#### [TASK DESCRIPTION]
Find the count of lines in the material below that include the word "AcquireOutcome". State nothing but that number.

================================

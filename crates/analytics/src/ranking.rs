//! Top wasted items as a bounded, pie-ready distribution.
//!
//! Waste is grouped by item name and ranked descending (ties by name). The
//! first `limit` names are kept and the rest collapse into one "Other" entry
//! unless that remainder is rounding noise.

use std::collections::BTreeMap;

use rust_decimal::prelude::ToPrimitive;
use rust_decimal::{Decimal, RoundingStrategy};
use serde::Serialize;

use larder_core::Money;
use larder_ledger::ConsumptionRecord;

pub const OTHER_LABEL: &str = "Other";

const FULL_CIRCLE: f64 = 360.0;

#[derive(Debug, Clone, PartialEq, Serialize)]
pub struct WasteSlice {
    pub name: String,
    pub value: Money,
    /// `round(value / period_wasted * 100)`
    pub percentage: u32,
    /// Degrees, clockwise from 0.
    pub start_angle: f64,
    pub end_angle: f64,
    pub is_other: bool,
}

impl WasteSlice {
    pub fn sweep(&self) -> f64 {
        self.end_angle - self.start_angle
    }
}

/// Rank the wasted share of `records` (already filtered to one period).
///
/// `period_wasted` is the period's total waste and is the denominator for
/// percentages. Slices are laid out contiguously from 0 degrees in rank order,
/// sized by their share of the listed total, so they always close the circle.
pub fn rank_wasted<'a>(
    records: impl IntoIterator<Item = &'a ConsumptionRecord>,
    period_wasted: Money,
    limit: usize,
    other_threshold: Decimal,
) -> Vec<WasteSlice> {
    if period_wasted <= Money::ZERO {
        return Vec::new();
    }

    let mut by_name: BTreeMap<&str, Money> = BTreeMap::new();
    for record in records.into_iter().filter(|r| r.is_waste()) {
        *by_name.entry(record.name.as_str()).or_insert(Money::ZERO) += record.wasted_amount;
    }

    let mut ranked: Vec<(&str, Money)> = by_name.into_iter().collect();
    ranked.sort_by(|a, b| b.1.cmp(&a.1).then_with(|| a.0.cmp(b.0)));

    let remainder: Money = ranked.iter().skip(limit).map(|(_, v)| *v).sum();
    let mut entries: Vec<(String, Money, bool)> = ranked
        .into_iter()
        .take(limit)
        .map(|(name, value)| (name.to_string(), value, false))
        .collect();
    if remainder.amount() > other_threshold {
        entries.push((OTHER_LABEL.to_string(), remainder, true));
    }

    let listed_total: f64 = entries.iter().map(|(_, v, _)| v.to_f64()).sum();
    let last = entries.len().saturating_sub(1);
    let mut cursor = 0.0;

    entries
        .into_iter()
        .enumerate()
        .map(|(idx, (name, value, is_other))| {
            let start_angle = cursor;
            // Sweeps follow exact shares, not the rounded `percentage`, and the
            // last slice is pinned to 360 so the circle always closes.
            let end_angle = if idx == last {
                FULL_CIRCLE
            } else if listed_total > 0.0 {
                cursor + value.to_f64() / listed_total * FULL_CIRCLE
            } else {
                cursor
            };
            cursor = end_angle;

            WasteSlice {
                percentage: percentage_of(value, period_wasted),
                name,
                value,
                start_angle,
                end_angle,
                is_other,
            }
        })
        .collect()
}

fn percentage_of(value: Money, total: Money) -> u32 {
    if total.is_zero() {
        return 0;
    }
    (value.amount() / total.amount() * Decimal::ONE_HUNDRED)
        .round_dp_with_strategy(0, RoundingStrategy::MidpointAwayFromZero)
        .to_u32()
        .unwrap_or(0)
}
use chrono::{Duration, NaiveDate, TimeZone, Utc};

use larder_core::{DomainError, Money};
use larder_inventory::{
    AcquireOutcome, ExpiredDecision, ExpiredResolution, FixedClock, ItemStatus, LifecycleEngine,
    MergeDecision, NewItem, StorageCategory,
};
use larder_ledger::ConsumptionRecord;

fn engine() -> LifecycleEngine<FixedClock> {
    larder_observability::init_test();
    LifecycleEngine::new(FixedClock::new(
        Utc.with_ymd_and_hms(2024, 9, 2, 8, 0, 0).unwrap(),
    ))
}

fn date(m: u32, d: u32) -> NaiveDate {
    NaiveDate::from_ymd_opt(2024, m, d).unwrap()
}

#[test]
fn partial_consumption_scenario() {
    let mut engine = engine();
    let id = engine
        .acquire_item(NewItem::new(
            "Yogurt cups",
            "🥣",
            StorageCategory::Fridge,
            3,
            Money::from_cents(600),
            date(9, 9),
        ))
        .unwrap()
        .require_no_conflict()
        .unwrap()
        .id_typed();

    let consumption = engine.consume_item(id, 1, 50.0).unwrap();

    assert_eq!(consumption.record.consumed_amount, Money::from_cents(100));
    assert_eq!(consumption.record.wasted_amount, Money::from_cents(100));
    assert_eq!(consumption.record.total_cost, Money::from_cents(200));
    let remaining = consumption.remaining.unwrap();
    assert_eq!(remaining.quantity(), 2);
    assert_eq!(remaining.cost(), Money::from_cents(400));
}

#[test]
fn wasting_an_expired_item_scenario() {
    let mut engine = engine();
    let id = engine
        .acquire_item(NewItem::new(
            "Baby spinach",
            "🥬",
            StorageCategory::Fridge,
            1,
            Money::from_cents(399),
            date(9, 4),
        ))
        .unwrap()
        .require_no_conflict()
        .unwrap()
        .id_typed();

    let expired = engine.expire_check(date(9, 6)).unwrap();
    assert_eq!(expired.len(), 1);
    assert_eq!(expired[0].cost(), Money::from_cents(399));
    assert_eq!(expired[0].expired_days(), 2);

    let ExpiredResolution::Wasted(record) =
        engine.resolve_expired(id, ExpiredDecision::Wasted).unwrap()
    else {
        panic!("expected a waste record");
    };

    assert_eq!(record.consumed_amount, Money::ZERO);
    assert_eq!(record.wasted_amount, Money::from_cents(399));
    assert_eq!(record.days_until_expiry_at_consumption, -2.0);
    assert!(engine.store().get_expired(id).is_none());
    assert_eq!(engine.ledger().len(), 1);
}

#[test]
fn earlier_records_never_change() {
    let mut engine = engine();
    let mut snapshots: Vec<ConsumptionRecord> = Vec::new();

    let id = engine
        .acquire_item(NewItem::new(
            "Apples",
            "🍎",
            StorageCategory::Pantry,
            6,
            Money::from_cents(450),
            date(9, 20),
        ))
        .unwrap()
        .require_no_conflict()
        .unwrap()
        .id_typed();

    for pct in [100.0, 75.0, 0.0] {
        engine.clock().advance(Duration::hours(5));
        snapshots.push(engine.consume_item(id, 1, pct).unwrap().record);
        assert_eq!(engine.ledger().read_all(), snapshots.as_slice());
    }

    engine.open_item(id, Some(StorageCategory::Fridge), Some(5.0)).unwrap();
    engine.expire_check(date(9, 30)).unwrap();
    engine
        .resolve_expired(id, ExpiredDecision::Revive { extension_days: Some(2.0) })
        .unwrap();
    engine.consume_item(id, 3, 100.0).unwrap();

    assert_eq!(&engine.ledger().read_all()[..3], snapshots.as_slice());
    assert_eq!(engine.ledger().len(), 4);
    assert!(engine.store().items().is_empty());
}

#[test]
fn revived_item_keeps_its_opened_state() {
    let mut engine = engine();
    let id = engine
        .acquire_item(NewItem::new(
            "Hummus",
            "🫘",
            StorageCategory::Fridge,
            1,
            Money::from_cents(275),
            date(9, 3),
        ))
        .unwrap()
        .require_no_conflict()
        .unwrap()
        .id_typed();
    engine.open_item(id, None, Some(1.0)).unwrap();
    engine.expire_check(date(9, 3)).unwrap();

    let ExpiredResolution::Revived(item) = engine
        .resolve_expired(id, ExpiredDecision::Revive { extension_days: None })
        .unwrap()
    else {
        panic!("expected revival");
    };
    assert_eq!(item.status(), ItemStatus::Opened);
    assert_eq!(item.days_until_expiry(), 3.0);
}

#[test]
fn barcode_duplicate_flows_through_decision_point() {
    let mut engine = engine();
    let first = NewItem::new(
        "Oat milk",
        "🥛",
        StorageCategory::Pantry,
        1,
        Money::from_cents(229),
        date(12, 1),
    )
    .with_barcode("7394376616228");
    let existing = engine
        .acquire_item(first)
        .unwrap()
        .require_no_conflict()
        .unwrap()
        .id_typed();

    let again = NewItem::new(
        "Oatly Barista",
        "🥛",
        StorageCategory::Fridge,
        2,
        Money::from_cents(458),
        date(12, 1),
    )
    .with_barcode("7394376616228");

    let outcome = engine.acquire_item(again).unwrap();
    let err = outcome.clone().require_no_conflict().unwrap_err();
    assert_eq!(err, DomainError::DuplicateDecisionRequired { existing });

    let AcquireOutcome::PendingDecision(pending) = outcome else {
        panic!("expected pending decision");
    };
    let combined = engine.resolve_pending(pending, MergeDecision::Combine).unwrap();
    let item = combined.item().unwrap();
    assert_eq!(item.quantity(), 3);
    assert_eq!(item.cost(), Money::from_cents(687));
    assert_eq!(engine.store().items().len(), 1);
}

#[test]
fn collections_round_trip_through_parts() {
    let mut engine = engine();
    engine
        .acquire_item(NewItem::new(
            "Rice",
            "🍚",
            StorageCategory::Pantry,
            1,
            Money::from_cents(300),
            date(12, 31),
        ))
        .unwrap();
    let clock = engine.clock().clone();
    let (store, ledger) = engine.into_parts();

    let resumed = LifecycleEngine::from_parts(store.clone(), ledger, clock);
    assert_eq!(resumed.store(), &store);
    assert_eq!(resumed.store().inventory_value(), Money::from_cents(300));
}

================================

#### [SOLUTION]
2